By far the most famous resident here is Marilyn Monroe, interred in a crypt on the northern wall. Hugh Hefner, somewhat creepily, booked the next crypt in advance. Coincidentally, Monroe's co-star from Some Like It Hot, Jack Lemmon, and the director, Billy Wilder, are also interred here. “I’m a writer but then nobody’s perfect”, runs Wilder’s typically wry memorial. The best inscription in this select enclave, though, has to be Rodney Dangerfield's "There goes the neighborhood".
You can pay your respects to Lemmon’s long-time screen partner Walter Matthau; maverick director John Cassavetes; stars Burt Lancaster, Natalie Wood and singers Roy Orbison (whose grave is completely unmarked) and Dean Martin.
The strangest marker is the gravestone of Richard Conte (Don Barzini in The Godfather), who demonstrates his faith in some future existence with a design of pyramids and the inscription: “1910 – 1975 – ?”.
Westwood Village turned out not to be the final resting place for Rat Packer Peter Lawford, whose ashes were unceremoniously turfed out after the upkeep on his niche wasn’t paid. In Hollywood, fame is fickle even after death.
Do remember that Westwood Village Memorial Park is a cemetery and not a tourist attraction. Visit, by all means, but be respectful of mourners and behave appropriately. The owners will not tolerate crass behaviour.
To the west of Westwood Village, and larger than Westwood though less star-studded, is Los Angeles National Cemetery, 950 South Sepulveda Boulevard.

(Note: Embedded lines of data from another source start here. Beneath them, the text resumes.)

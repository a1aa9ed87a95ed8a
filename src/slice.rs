/// Return the text strictly between the first `start` and the next `end` after it.
///
/// The two markers are searched independently: `end` is only looked for after
/// the first `start`. Returns an empty string when either marker is missing.
pub fn substring_between<'a>(input: &'a str, start: &str, end: &str) -> &'a str {
    let Some(start_index) = input.find(start) else {
        return "";
    };
    let body_start = start_index + start.len();
    let Some(end_offset) = input[body_start..].find(end) else {
        return "";
    };
    &input[body_start..body_start + end_offset]
}

#[cfg(test)]
mod tests {
    use super::*;
    use proptest::prelude::*;
    use rstest::rstest;

    #[rstest]
    #[case("a[b]c", "[", "]", "b")]
    #[case("no markers", "[", "]", "")]
    #[case("start only [abc", "[", "]", "")]
    #[case("end only abc]", "[", "]", "")]
    #[case("]x[y]", "[", "]", "y")] // end before start is skipped
    #[case("|one|two|", "|", "|", "one")] // identical markers
    #[case("[first][second]", "[", "]", "first")]
    #[case("[]", "[", "]", "")]
    #[case("<<a>>b>>", "<<", ">>", "a")]
    #[case("héllo«wörld»", "«", "»", "wörld")]
    fn test_substring_between(
        #[case] input: &str,
        #[case] start: &str,
        #[case] end: &str,
        #[case] expected: &str,
    ) {
        assert_eq!(substring_between(input, start, end), expected);
    }

    #[test]
    fn test_empty_markers() {
        assert_eq!(substring_between("abc", "", "c"), "ab");
        assert_eq!(substring_between("abc", "a", ""), "");
    }

    #[test]
    fn test_template_block_extraction() {
        let text = "pub struct T;\n/*<code>\nfn main() {}\n</code>*/\n";
        assert_eq!(
            substring_between(text, "/*<code>\n", "</code>*/"),
            "fn main() {}\n"
        );
    }

    proptest! {
        #[test]
        fn prop_round_trip(x in "[a-z ]{0,40}") {
            let wrapped = format!("<<{x}>>");
            let inner = substring_between(&wrapped, "<<", ">>");
            prop_assert_eq!(format!("<<{inner}>>"), wrapped);
        }

        #[test]
        fn prop_exact_between_first_markers(
            prefix in "[a-z]{0,10}",
            body in "[a-z]{0,10}",
            suffix in "[a-z#]{0,10}",
        ) {
            let input = format!("{prefix}@{body}#{suffix}");
            prop_assert_eq!(substring_between(&input, "@", "#"), body.as_str());
        }

        #[test]
        fn prop_missing_marker_is_empty(s in "[a-z]{0,30}") {
            prop_assert_eq!(substring_between(&s, "@", "z"), "");
            prop_assert_eq!(substring_between(&s, "a", "#"), "");
        }
    }
}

Dating from 1889, this is largely a war veterans cemetery, but being Los Angeles, there are at least a few familiar names, though from lower down the cast list than Westwood.
There’s Royal Dano, the tall, gaunt character actor who falls into the ‘familiar face but I don’t know his name’ category; along with two noteworthy names from the heyday of 50s sci-fi: Richard Carlson, who faced off against The Creature From the Black Lagoon in 1954; and Grant Williams who, in 1957, found fame fending off giant pussycats and spiders as The Incredible Shrinking Man. And though the National Cemetery is not the last resting place for A-listers, it has appeared on screen, in John Milius’ Big Wednesday and it’s where Duke Hauser (Channing Tatum) watches the funeral of Rex Lewis (Joseph Gordon-Levitt) in GI Joe: The Rise of Cobra.